Great Expectations

Ashland, Oregon
at the Oregon Shakespeare Festival

Great Expectations
adapted by Penny Metropulos and Linda Alper
from the novel by Charles Dickens
directed by Penny Metropulos

Benjamin Bonenfant and Judith-Marie Bergan

Benjamin Bonenfant and Judith-Marie Bergan in “Great Expectations”. OSF photo.

Sadly, spectacular acting cannot overcome a flawed script, and this world premiere adaption of Dickens’ Victorian masterpiece novel feels more like a well done intellectual exercise instead of engrossing theater.

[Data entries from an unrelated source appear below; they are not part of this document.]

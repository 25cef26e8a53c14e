//! Source discovery and frontier seeding

use crate::common::*;
use quill_crawl::state::{SitemapStatus, SitemapType, SourceType};
use quill_crawl::storage::Storage;
use wiremock::matchers::{method, path};
use wiremock::{Mock, MockServer, ResponseTemplate};

#[tokio::test]
async fn test_advertised_feed_wins() {
    let server = MockServer::start().await;
    let base = server.uri();

    mount_robots(&server, "User-agent: *\nDisallow: /drafts\nCrawl-delay: 2\n").await;
    mount_html(
        &server,
        "/",
        r#"<html><head>
            <link rel="alternate" type="application/rss+xml" href="/index.xml">
        </head><body>Hi</body></html>"#,
    )
    .await;

    let (mut engine, _dir) = test_engine();
    let id = engine.add_source(&base).unwrap();
    let result = engine.discover(id).await.unwrap();

    let feed = format!("{}/index.xml", base);
    assert_eq!(result.feeds, vec![feed.clone()]);
    assert_eq!(result.suggested_type, SourceType::Feed);

    let source = engine.storage().get_source(id).unwrap();
    assert_eq!(source.source_type, SourceType::Feed);
    assert_eq!(source.discovered_feed_url.as_deref(), Some(feed.as_str()));
    let rules = source.robots_rules.unwrap();
    assert_eq!(rules.disallowed_paths, vec!["/drafts".to_string()]);
    assert_eq!(rules.crawl_delay_seconds, Some(2.0));
}

#[tokio::test]
async fn test_probed_feed_path() {
    let server = MockServer::start().await;
    let base = server.uri();

    mount_html(&server, "/", &link_page("Home", &[])).await;
    Mock::given(method("HEAD"))
        .and(path("/rss"))
        .respond_with(
            ResponseTemplate::new(200).insert_header("content-type", "application/rss+xml"),
        )
        .mount(&server)
        .await;

    let (mut engine, _dir) = test_engine();
    let id = engine.add_source(&base).unwrap();
    let result = engine.discover(id).await.unwrap();

    assert_eq!(result.feeds, vec![format!("{}/rss", base)]);
    // No robots.txt: everything allowed
    assert!(result.robots_rules.is_permissive());
}

#[tokio::test]
async fn test_bare_homepage_source() {
    let server = MockServer::start().await;
    let base = server.uri();
    mount_html(&server, "/", &link_page("Home", &[])).await;

    let (mut engine, _dir) = test_engine();
    let id = engine.add_source(&base).unwrap();
    let result = engine.discover(id).await.unwrap();

    assert!(result.feeds.is_empty());
    assert!(result.sitemaps.is_empty());
    assert_eq!(result.suggested_type, SourceType::Homepage);
    assert!(engine.storage().get_source(id).unwrap().last_checked_at.is_some());
}

#[tokio::test]
async fn test_probed_sitemap_is_recorded() {
    let server = MockServer::start().await;
    let base = server.uri();
    mount_html(&server, "/", &link_page("Home", &[])).await;
    Mock::given(method("HEAD"))
        .and(path("/news-sitemap.xml"))
        .respond_with(ResponseTemplate::new(200).insert_header("content-type", "application/xml"))
        .mount(&server)
        .await;

    let (mut engine, _dir) = test_engine();
    let id = engine.add_source(&base).unwrap();
    engine.discover(id).await.unwrap();

    let sitemaps = engine.storage().get_sitemaps(id).unwrap();
    assert_eq!(sitemaps.len(), 1);
    assert_eq!(sitemaps[0].sitemap_type, SitemapType::News);
    assert_eq!(sitemaps[0].status, SitemapStatus::Pending);
    assert_eq!(
        engine.storage().get_source(id).unwrap().source_type,
        SourceType::Sitemap
    );
}

#[tokio::test]
async fn test_custom_source_type_survives_discovery() {
    let server = MockServer::start().await;
    let base = server.uri();
    mount_html(
        &server,
        "/",
        r#"<html><head><link rel="alternate" type="application/atom+xml" href="/atom"></head></html>"#,
    )
    .await;

    let (mut engine, _dir) = test_engine();
    let id = engine
        .storage_mut()
        .create_source(&base, SourceType::Custom)
        .unwrap();
    engine.discover(id).await.unwrap();

    let source = engine.storage().get_source(id).unwrap();
    assert_eq!(source.source_type, SourceType::Custom);
    assert_eq!(
        source.discovered_feed_url,
        Some(format!("{}/atom", base))
    );
}

#[tokio::test]
async fn test_seeding_is_idempotent() {
    let server = MockServer::start().await;
    let base = server.uri();

    mount_robots(&server, &format!("Sitemap: {}/sitemap.xml\n", base)).await;
    mount_html(&server, "/", &link_page("Home", &[])).await;
    let urls = vec![
        format!("{}/a", base),
        format!("{}/b", base),
        format!("{}/b/", base),
        format!("{}/logo.png", base),
        "https://elsewhere.example.org/c".to_string(),
    ];
    mount_sitemap(&server, "/sitemap.xml", &urls).await;

    let (mut engine, _dir) = test_engine();
    let id = engine.add_source(&base).unwrap();
    engine.discover(id).await.unwrap();

    assert_eq!(engine.seed_crawl_queue(id).await.unwrap(), 3);
    assert_eq!(engine.seed_crawl_queue(id).await.unwrap(), 0);
    assert_eq!(engine.storage().count_queue_entries(id).unwrap(), 3);

    let sitemap = &engine.storage().get_sitemaps(id).unwrap()[0];
    assert_eq!(sitemap.status, SitemapStatus::Fetched);
    assert_eq!(sitemap.url_count, Some(5));
}

#[tokio::test]
async fn test_failed_sitemap_is_recorded() {
    let server = MockServer::start().await;
    let base = server.uri();

    mount_robots(&server, &format!("Sitemap: {}/sitemap.xml\n", base)).await;
    mount_html(&server, "/", &link_page("Home", &[])).await;
    Mock::given(path("/sitemap.xml"))
        .respond_with(ResponseTemplate::new(500))
        .mount(&server)
        .await;

    let (mut engine, _dir) = test_engine();
    let id = engine.add_source(&base).unwrap();
    let results = engine.run_crawl_cycle().await.unwrap();
    assert_eq!(results[0].pages_processed, 1);

    let sitemap = &engine.storage().get_sitemaps(id).unwrap()[0];
    assert_eq!(sitemap.status, SitemapStatus::Failed);
    assert!(sitemap.error_message.is_some());

    let activity = engine.storage().recent_activity(20).unwrap();
    assert!(activity.iter().any(|a| a.event_type == "sitemap_failed"));
}

#[tokio::test]
async fn test_rediscover_picks_up_new_sitemap() {
    let server = MockServer::start().await;
    let base = server.uri();
    mount_robots(&server, "User-agent: *\nAllow: /\n").await;
    mount_html(&server, "/", &link_page("Home", &["/one", "/two"])).await;

    let (mut engine, _dir) = test_engine();
    let id = engine.add_source(&base).unwrap();
    engine.run_crawl_cycle().await.unwrap();
    assert_eq!(engine.storage().count_queue_entries(id).unwrap(), 3);
    assert_eq!(
        engine.storage().get_source(id).unwrap().source_type,
        SourceType::Homepage
    );

    server.reset().await;
    mount_robots(&server, &format!("Sitemap: {}/sitemap.xml\n", base)).await;
    mount_html(&server, "/", &link_page("Home", &[])).await;
    mount_sitemap(&server, "/sitemap.xml", &[format!("{}/fresh", base)]).await;
    mount_html(&server, "/fresh", &link_page("Fresh", &[])).await;

    let result = engine.rediscover_source(id).await.unwrap();
    assert_eq!(result.suggested_type, SourceType::Sitemap);

    // Old frontier is gone; only the fresh sitemap is recorded
    assert_eq!(engine.storage().count_queue_entries(id).unwrap(), 0);
    let source = engine.storage().get_source(id).unwrap();
    assert_eq!(source.source_type, SourceType::Sitemap);
    let sitemaps = engine.storage().get_sitemaps(id).unwrap();
    assert_eq!(sitemaps.len(), 1);
    assert_eq!(sitemaps[0].status, SitemapStatus::Pending);

    // The next cycle reseeds from the home URL and the new sitemap
    let results = engine.run_crawl_cycle().await.unwrap();
    assert_eq!(results[0].pages_processed, 2);
    assert!(engine
        .storage()
        .get_queue_entry_by_url(id, &format!("{}/fresh", base))
        .unwrap()
        .is_some());
    assert!(engine
        .storage()
        .get_queue_entry_by_url(id, &format!("{}/one", base))
        .unwrap()
        .is_none());
    assert_eq!(
        engine.storage().get_sitemaps(id).unwrap()[0].status,
        SitemapStatus::Fetched
    );
}

#[tokio::test]
async fn test_rediscover_drops_vanished_sitemaps() {
    let server = MockServer::start().await;
    let base = server.uri();
    mount_robots(&server, &format!("Sitemap: {}/old-sitemap.xml\n", base)).await;
    mount_html(&server, "/", &link_page("Home", &[])).await;

    let (mut engine, _dir) = test_engine();
    let id = engine.add_source(&base).unwrap();
    engine.discover(id).await.unwrap();
    assert_eq!(engine.storage().get_sitemaps(id).unwrap().len(), 1);

    server.reset().await;
    mount_robots(&server, "User-agent: *\nAllow: /\n").await;
    mount_html(&server, "/", &link_page("Home", &[])).await;

    engine.rediscover_source(id).await.unwrap();
    assert!(engine.storage().get_sitemaps(id).unwrap().is_empty());
    assert_eq!(
        engine.storage().get_source(id).unwrap().source_type,
        SourceType::Homepage
    );
}
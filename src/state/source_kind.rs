use std::fmt;

/// How a source's content is best reached
#[derive(Debug, Clone, Copy, PartialEq, Eq, Hash)]
pub enum SourceType {
    /// Crawl outward from the home page
    Homepage,
    /// The source exposes an RSS/Atom feed
    Feed,
    /// The source exposes at least one sitemap
    Sitemap,
    /// Configured by hand; discovery never overrides it
    Custom,
}

impl SourceType {
    pub fn to_db_string(&self) -> &'static str {
        match self {
            Self::Homepage => "homepage",
            Self::Feed => "feed",
            Self::Sitemap => "sitemap",
            Self::Custom => "custom",
        }
    }

    pub fn from_db_string(s: &str) -> Option<Self> {
        match s {
            "homepage" => Some(Self::Homepage),
            "feed" => Some(Self::Feed),
            "sitemap" => Some(Self::Sitemap),
            "custom" => Some(Self::Custom),
            _ => None,
        }
    }
}

impl fmt::Display for SourceType {
    fn fmt(&self, f: &mut fmt::Formatter<'_>) -> fmt::Result {
        write!(f, "{}", self.to_db_string())
    }
}

/// Kind of sitemap, guessed from its URL
#[derive(Debug, Clone, Copy, PartialEq, Eq, Hash)]
pub enum SitemapType {
    Standard,
    Index,
    News,
    Image,
    Video,
}

impl SitemapType {
    /// Classifies a sitemap by the conventional words in its URL
    pub fn from_url(url: &str) -> Self {
        let lower = url.to_lowercase();
        if lower.contains("index") {
            Self::Index
        } else if lower.contains("news") {
            Self::News
        } else if lower.contains("image") {
            Self::Image
        } else if lower.contains("video") {
            Self::Video
        } else {
            Self::Standard
        }
    }

    pub fn to_db_string(&self) -> &'static str {
        match self {
            Self::Standard => "standard",
            Self::Index => "index",
            Self::News => "news",
            Self::Image => "image",
            Self::Video => "video",
        }
    }

    pub fn from_db_string(s: &str) -> Option<Self> {
        match s {
            "standard" => Some(Self::Standard),
            "index" => Some(Self::Index),
            "news" => Some(Self::News),
            "image" => Some(Self::Image),
            "video" => Some(Self::Video),
            _ => None,
        }
    }
}

/// Lifecycle of a discovered sitemap
#[derive(Debug, Clone, Copy, PartialEq, Eq, Hash)]
pub enum SitemapStatus {
    Pending,
    Fetched,
    Failed,
}

impl SitemapStatus {
    pub fn to_db_string(&self) -> &'static str {
        match self {
            Self::Pending => "PENDING",
            Self::Fetched => "FETCHED",
            Self::Failed => "FAILED",
        }
    }

    pub fn from_db_string(s: &str) -> Option<Self> {
        match s {
            "PENDING" => Some(Self::Pending),
            "FETCHED" => Some(Self::Fetched),
            "FAILED" => Some(Self::Failed),
            _ => None,
        }
    }
}

impl fmt::Display for SitemapType {
    fn fmt(&self, f: &mut fmt::Formatter<'_>) -> fmt::Result {
        write!(f, "{}", self.to_db_string())
    }
}

impl fmt::Display for SitemapStatus {
    fn fmt(&self, f: &mut fmt::Formatter<'_>) -> fmt::Result {
        write!(f, "{}", self.to_db_string())
    }
}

Adapters have to be ruthless.  They have to identify what can be communicated in the new medium and then transform the storytelling to work on stage.  No doubt that beautiful plots and characters present in a 500+ page book each enrich the written tale.  But, on stage too much textual exposition is a mismatch.  Instead of adding to the evening, narration distances the audience from the characters and action.

OSF’s Great Expectations fails to adapt and instead remains tied to the use of rich language and verbal exposition.  The “play” uses an onstage chorus to narrate most of the arc of maturation of the hero Pip.  The narrators do more than bridge the time, they state changes in the characters’ world view and manner of interacting with each other.  We are told rather than shown what people are doing, thinking, and feeling.

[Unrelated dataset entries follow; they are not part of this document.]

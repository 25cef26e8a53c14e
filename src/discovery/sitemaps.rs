//! Sitemap probing and parsing

use crate::crawler::Fetcher;
use crate::state::SitemapType;
use quick_xml::events::Event;
use quick_xml::Reader;
use tracing::debug;
use url::Url;

/// Well-known sitemap locations, probed in order
pub const SITEMAP_PROBE_PATHS: &[&str] = &[
    "/sitemap.xml",
    "/sitemap_index.xml",
    "/sitemap-index.xml",
    "/wp-sitemap.xml",
    "/post-sitemap.xml",
    "/news-sitemap.xml",
];

/// Parsed content of a sitemap document
#[derive(Debug, Clone, PartialEq)]
pub enum SitemapDocument {
    /// `<urlset>`: page URLs from `<url><loc>`
    UrlSet(Vec<String>),
    /// `<sitemapindex>`: child sitemap URLs from `<sitemap><loc>`
    Index(Vec<String>),
}

impl SitemapDocument {
    /// Number of `<loc>` entries in the document
    pub fn loc_count(&self) -> usize {
        match self {
            Self::UrlSet(urls) | Self::Index(urls) => urls.len(),
        }
    }
}

/// HEAD-probes the well-known sitemap paths of a site
///
/// A path is accepted when it answers 200, or any 2xx with an XML content
/// type. Probe failures are ignored.
pub async fn probe_sitemaps(fetcher: &Fetcher, home_url: &Url) -> Vec<String> {
    let mut found = Vec::new();

    for path in SITEMAP_PROBE_PATHS {
        let Ok(candidate) = home_url.join(path) else {
            continue;
        };

        match fetcher.head(candidate.as_str()).await {
            Ok(head) if head.status_code == 200 || (head.is_success() && head.is_xml()) => {
                debug!("Found sitemap at {}", candidate);
                found.push(candidate.to_string());
            }
            Ok(head) => debug!("No sitemap at {} (HTTP {})", candidate, head.status_code),
            Err(e) => debug!("Sitemap probe {} failed: {}", candidate, e),
        }
    }

    found
}

/// Merges robots.txt sitemaps with probed ones and classifies each
///
/// Robots.txt entries come first; relative entries are resolved against the
/// home URL and duplicates are dropped.
pub fn merge_sitemaps(
    home_url: &Url,
    from_robots: &[String],
    probed: &[String],
) -> Vec<(String, SitemapType)> {
    let mut merged: Vec<(String, SitemapType)> = Vec::new();

    for raw in from_robots.iter().chain(probed.iter()) {
        let Ok(resolved) = home_url.join(raw.trim()) else {
            continue;
        };
        if !matches!(resolved.scheme(), "http" | "https") {
            continue;
        }

        let resolved = resolved.to_string();
        if merged.iter().any(|(existing, _)| *existing == resolved) {
            continue;
        }

        let kind = SitemapType::from_url(&resolved);
        merged.push((resolved, kind));
    }

    merged
}

/// Parses a sitemap XML document
///
/// Only `<loc>` elements directly inside `<url>` (urlset) or `<sitemap>`
/// (index) entries are collected; image and video extension tags are
/// ignored.
pub fn parse_sitemap(xml: &str) -> Result<SitemapDocument, String> {
    let mut reader = Reader::from_str(xml);
    reader.trim_text(true);

    let mut root: Option<bool> = None; // Some(true) = index
    let mut in_entry = false;
    let mut in_loc = false;
    let mut current = String::new();
    let mut locs = Vec::new();

    loop {
        match reader.read_event() {
            // Prefixed names such as `image:loc` belong to extensions
            Ok(Event::Start(e)) => match e.name().as_ref() {
                b"urlset" if root.is_none() => root = Some(false),
                b"sitemapindex" if root.is_none() => root = Some(true),
                b"url" | b"sitemap" if root.is_some() => in_entry = true,
                b"loc" if in_entry => {
                    in_loc = true;
                    current.clear();
                }
                _ => {}
            },
            Ok(Event::Text(t)) if in_loc => {
                let text = t.unescape().map_err(|e| e.to_string())?;
                current.push_str(&text);
            }
            Ok(Event::CData(c)) if in_loc => {
                current.push_str(&String::from_utf8_lossy(&c.into_inner()));
            }
            Ok(Event::End(e)) => match e.name().as_ref() {
                b"loc" if in_loc => {
                    in_loc = false;
                    let loc = current.trim();
                    if !loc.is_empty() {
                        locs.push(loc.to_string());
                    }
                }
                b"url" | b"sitemap" => in_entry = false,
                _ => {}
            },
            Ok(Event::Eof) => break,
            Ok(_) => {}
            Err(e) => {
                return Err(format!(
                    "XML error at position {}: {}",
                    reader.buffer_position(),
                    e
                ))
            }
        }
    }

    match root {
        Some(true) => Ok(SitemapDocument::Index(locs)),
        Some(false) => Ok(SitemapDocument::UrlSet(locs)),
        None => Err("Document is neither a urlset nor a sitemapindex".to_string()),
    }
}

More than anything, Great Expectations feels like a reading rather than a performance. Great gobs of change are revealed in paragraphs of onstage narration. The chorus stops. Characters come on in front of the audience and deliver a vignette that validates what the chorus just told us.  The actors scurry off stage, and the chorus comes back on to speak to us about what happens next.

It’s impossible to get involved in the lives of the people we are meeting.

The set doesn’t help bring us into the world on stage. Pushed back from the audience, there is very, very, very little scenery on the stage.  Instead there is a ever-present backdrop of dark slats with barren dark runways and steps for the actors to walk around.  The look is modern art and metallic — I thought of a Ruth Asawa sculpture forced to serve as scenery. There is nothing Victorian, Dickinson, or engaging about what we see.

The costumes also were spotty. Designer Deb Dryden did a fine job putting the actors in classic Dickens-story clothes.  They were appropriately and unobtrusively Victorian.  But, I was distracted by the director’s decision to have the endlessly reappearing chorus show up in the same Christmas-green Victorian robes that made me think that they were going to burst out caroling at any moment.  Some variety or a less seasonal color would have been better.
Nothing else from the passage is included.